Air-liquid interface exposure of A549 human lung cells to characterize the hazard potential of a gaseous bio-hybrid fuel blend

• Published in: PloS one Vol. 19; no. 6; p. e0300772
• Main Authors: Daniel, Jonas, Schönberger Alvarez, Ariel A, Te Heesen, Pia, Lehrheuer, Bastian, Pischinger, Stefan, Hollert, Henner, Roß-Nickoll, Martina, Du, Miaomiao
• Format: Journal Article
• Language: English
• Published: United States Public Library of Science 24.06.2024; Public Library of Science (PLoS)

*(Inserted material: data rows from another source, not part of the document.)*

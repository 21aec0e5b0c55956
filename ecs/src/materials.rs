//! Material operations over a subtree.
//!
//! Backup and restore of whole material lists, wholesale replacement, and
//! reading or writing named shader-graph parameters. Every mutating
//! operation returns a [`TraversalReport`].

use skein_core::material::{Material, MaterialResult, MaterialValue};

use crate::components::{ModelComponent, SavedMaterialParam, SavedMaterials};
use crate::hierarchy::{is_enabled, is_enabled_in_hierarchy};
use crate::traversal::{collect_pruned, collect_with};
use crate::{Entity, Error, Result, TraversalReport, World};

/// Knobs for [`replace_and_save_materials`].
#[derive(Debug, Clone, Copy, PartialEq, Eq, Default)]
pub struct ReplaceMaterialOptions {
    /// Carry each old material's PBR inputs, except base color, over to its
    /// replacement. Only applies when both materials are physically based.
    pub copy_pbr_inputs: bool,
}

impl ReplaceMaterialOptions {
    #[must_use]
    pub fn with_copy_pbr_inputs(mut self, copy: bool) -> Self {
        self.copy_pbr_inputs = copy;
        self
    }
}

/// Captures the material list of every model in the subtree.
///
/// Entities that already carry [`SavedMaterials`] keep their first backup.
pub fn save_materials(world: &mut World, root: Entity) -> TraversalReport {
    let mut report = TraversalReport::new();
    for entity in collect_with::<ModelComponent>(world, root) {
        if save_entity_materials(world, entity) {
            report.record_update(entity);
        }
    }
    log::debug!("saved materials of {} entities", report.updated.len());
    report
}

fn save_entity_materials(world: &mut World, entity: Entity) -> bool {
    if world.has::<SavedMaterials>(entity) {
        return false;
    }
    let Some(model) = world.get::<ModelComponent>(entity) else {
        return false;
    };
    let saved = SavedMaterials {
        original_materials: model.materials.clone(),
    };
    world.insert(entity, saved);
    true
}

/// Saves every model's materials, then overwrites each slot with `replacement`.
pub fn replace_and_save_materials(
    world: &mut World,
    root: Entity,
    replacement: &Material,
    options: &ReplaceMaterialOptions,
) -> TraversalReport {
    let mut report = TraversalReport::new();
    for entity in collect_with::<ModelComponent>(world, root) {
        save_entity_materials(world, entity);
        let Some(model) = world.get_mut::<ModelComponent>(entity) else {
            continue;
        };
        match replaced_materials(&model.materials, replacement, options) {
            Ok(materials) => {
                model.materials = materials;
                report.record_update(entity);
            }
            Err(err) => report.record_failure(entity, err),
        }
    }
    log::debug!("replaced materials of {} entities", report.updated.len());
    report
}

fn replaced_materials(
    current: &[Material],
    replacement: &Material,
    options: &ReplaceMaterialOptions,
) -> MaterialResult<Vec<Material>> {
    current
        .iter()
        .map(|old| {
            let mut material = replacement.clone();
            if options.copy_pbr_inputs
                && old.is_physically_based()
                && material.is_physically_based()
            {
                old.copy_parameters_except_base_color(&mut material)?;
            }
            Ok(material)
        })
        .collect()
}

/// Puts saved materials back and removes the backup.
///
/// Saved slots overwrite the current list by position; slots missing from
/// the current list are appended. Entities without a [`ModelComponent`]
/// keep their backup. Running it twice is a no-op.
pub fn restore_original_materials(world: &mut World, root: Entity) -> TraversalReport {
    let mut report = TraversalReport::new();
    for entity in collect_with::<SavedMaterials>(world, root) {
        if !world.has::<ModelComponent>(entity) {
            continue;
        }
        let Some(saved) = world.remove::<SavedMaterials>(entity) else {
            continue;
        };
        if let Some(model) = world.get_mut::<ModelComponent>(entity) {
            for (index, material) in saved.original_materials.into_iter().enumerate() {
                match model.materials.get_mut(index) {
                    Some(slot) => *slot = material,
                    None => model.materials.push(material),
                }
            }
            report.record_update(entity);
        }
    }
    log::debug!("restored materials of {} entities", report.updated.len());
    report
}

/// Entities the parameter operations visit: the enabled part of the subtree.
///
/// A disabled entity hides its whole subtree. Nothing is visited when `root`
/// itself is not enabled in the hierarchy.
fn enabled_subtree(world: &World, root: Entity) -> Vec<Entity> {
    if !is_enabled_in_hierarchy(world, root) {
        return Vec::new();
    }
    collect_pruned(world, root, is_enabled)
}

fn parameter_of<'a>(model: &'a ModelComponent, name: &str) -> Option<&'a MaterialValue> {
    model
        .materials
        .iter()
        .filter(|m| m.is_shader_graph())
        .find_map(|m| m.get_parameter(name))
}

/// Records the current value of parameter `name` on every enabled entity
/// whose shader-graph material exposes it.
///
/// Takes the value from the first material that exposes the parameter.
/// An existing [`SavedMaterialParam`] is overwritten.
pub fn save_material_param(world: &mut World, root: Entity, name: &str) -> TraversalReport {
    let mut report = TraversalReport::new();
    for entity in enabled_subtree(world, root) {
        let value = world
            .get::<ModelComponent>(entity)
            .and_then(|model| parameter_of(model, name))
            .cloned();
        if let Some(value) = value {
            world.insert(entity, SavedMaterialParam::new(name, value));
            report.record_update(entity);
        }
    }
    report
}

/// First value of parameter `name` in a pre-order walk of the enabled subtree.
pub fn get_material_param<'w>(world: &'w World, root: Entity, name: &str) -> Option<&'w MaterialValue> {
    enabled_subtree(world, root)
        .into_iter()
        .filter_map(|entity| world.get::<ModelComponent>(entity))
        .find_map(|model| parameter_of(model, name))
}

/// Writes `value` to parameter `name` of every shader-graph material that
/// exposes it, across the enabled subtree.
///
/// An entity whose materials reject the value (wrong kind) is left unchanged
/// and reported as a failure.
pub fn set_material_param(
    world: &mut World,
    root: Entity,
    name: &str,
    value: &MaterialValue,
) -> TraversalReport {
    let mut report = TraversalReport::new();
    for entity in enabled_subtree(world, root) {
        apply_parameter(world, entity, name, value, &mut report);
    }
    report
}

/// Scales parameter `name` by `weight` relative to its saved original.
///
/// An entity holding a [`SavedMaterialParam`] for `name` gets
/// `weight * original`; one without gets `weight` itself. Saved values that
/// are not floats cannot be weighted: the entity is skipped and reported
/// with [`Error::UnsupportedValueKind`].
pub fn set_material_param_weight(
    world: &mut World,
    root: Entity,
    name: &str,
    weight: f32,
) -> TraversalReport {
    let mut report = TraversalReport::new();
    for entity in enabled_subtree(world, root) {
        let exposes = world
            .get::<ModelComponent>(entity)
            .is_some_and(|model| parameter_of(model, name).is_some());
        if !exposes {
            continue;
        }

        let saved = world
            .get::<SavedMaterialParam>(entity)
            .filter(|saved| saved.name == name);
        let value = match saved {
            Some(saved) => match saved.original_value.as_float() {
                Some(original) => MaterialValue::Float(original * weight),
                None => {
                    let kind = saved.original_value.kind();
                    report.record_failure(
                        entity,
                        Error::UnsupportedValueKind {
                            name: name.to_string(),
                            kind,
                        },
                    );
                    continue;
                }
            },
            None => MaterialValue::Float(weight),
        };
        apply_parameter(world, entity, name, &value, &mut report);
    }
    report
}

fn apply_parameter(
    world: &mut World,
    entity: Entity,
    name: &str,
    value: &MaterialValue,
    report: &mut TraversalReport,
) {
    let Some(model) = world.get_mut::<ModelComponent>(entity) else {
        return;
    };
    let mut materials = model.materials.clone();
    let mut changed = false;
    for material in materials
        .iter_mut()
        .filter(|m| m.is_shader_graph() && m.has_parameter(name))
    {
        if let Err(err) = material.set_parameter(name, value.clone()) {
            report.record_failure(entity, err);
            return;
        }
        changed = true;
    }
    if changed {
        model.materials = materials;
        report.record_update(entity);
    }
}

/// The first material of the entity's model, if it is a shader graph.
pub fn first_shader_graph_material(world: &World, entity: Entity) -> Option<&Material> {
    world
        .get::<ModelComponent>(entity)?
        .first_material()
        .filter(|m| m.is_shader_graph())
}

/// The first material of the entity's model, if it is physically based.
pub fn first_physically_based_material(world: &World, entity: Entity) -> Option<&Material> {
    world
        .get::<ModelComponent>(entity)?
        .first_material()
        .filter(|m| m.is_physically_based())
}

/// Edits the entity's first shader-graph material in place.
///
/// `edit` works on a copy that is written back only when it succeeds.
/// Returns `Ok(false)` when the entity has no such material.
pub fn update_shader_graph_material(
    world: &mut World,
    entity: Entity,
    edit: impl FnOnce(&mut Material) -> MaterialResult<()>,
) -> Result<bool> {
    let Some(mut material) = first_shader_graph_material(world, entity).cloned() else {
        return Ok(false);
    };
    edit(&mut material)?;
    if let Some(slot) = world
        .get_mut::<ModelComponent>(entity)
        .and_then(|model| model.materials.first_mut())
    {
        *slot = material;
    }
    Ok(true)
}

• Subjects: A549 Cells; Air cleanliness; Air Pollutants - toxicity; Air pollution; Alkanes; Biocompatibility; Biodiesel fuels; Biofuels; Biology and Life Sciences; Bottlenecks; Cell Survival - drug effects; Cytotoxicity; Earth Sciences; Emissions; Engineering and Technology; Experiments; Exposure limits; Fossil fuels; Fuels; Gas flow; Gases - toxicity; Gasoline; Humans; Humidity; Hydrocarbons; In vivo methods and tests; Ketones; Lung - cytology; Lung - drug effects; Lung - metabolism; Lungs; Medicine and Health Sciences; Occupational exposure; Occupational health; Organic compounds; Physical Sciences; Pollution dispersion; Sensors; Titanium; Toxicity; Transportation industry; VOCs; Volatile organic compounds; Volatile Organic Compounds - toxicity; United States > US; Germany
• ISSN: 1932-6203; 1932-6203
• DOI: 10.1371/journal.pone.0300772

Gaseous and semi-volatile organic compounds emitted by the transport sector contribute to air pollution and have adverse effects on human health. To reduce harmful effects to the environment as well as to humans, renewable and sustainable bio-hybrid fuels are explored and investigated in the cluster of excellence "The Fuel Science Center" at RWTH Aachen University. However, data on the effects of bio-hybrid fuels on human health is scarce, leaving a data gap regarding their hazard potential. To help close this data gap, this study investigates potential toxic effects of a Ketone-Ester-Alcohol-Alkane (KEAA) fuel blend on A549 human lung cells. Experiments were performed using a commercially available air-liquid interface exposure system which was optimized beforehand. Then, cells were exposed at the air-liquid interface to 50-2000 ppm C3.7 of gaseous KEAA for 1 h. After a 24 h recovery period in the incubator, cells treated with 500 ppm C3.7 KEAA showed significant lower metabolic activity and cells treated with 50, 250, 500 and 1000 ppm C3.7 KEAA showed significant higher cytotoxicity compared to controls. Our data support the international occupational exposure limits of the single KEAA constituents. This finding applies only to the exposure scenario tested in this study and is difficult to extrapolate to the complex in vivo situation.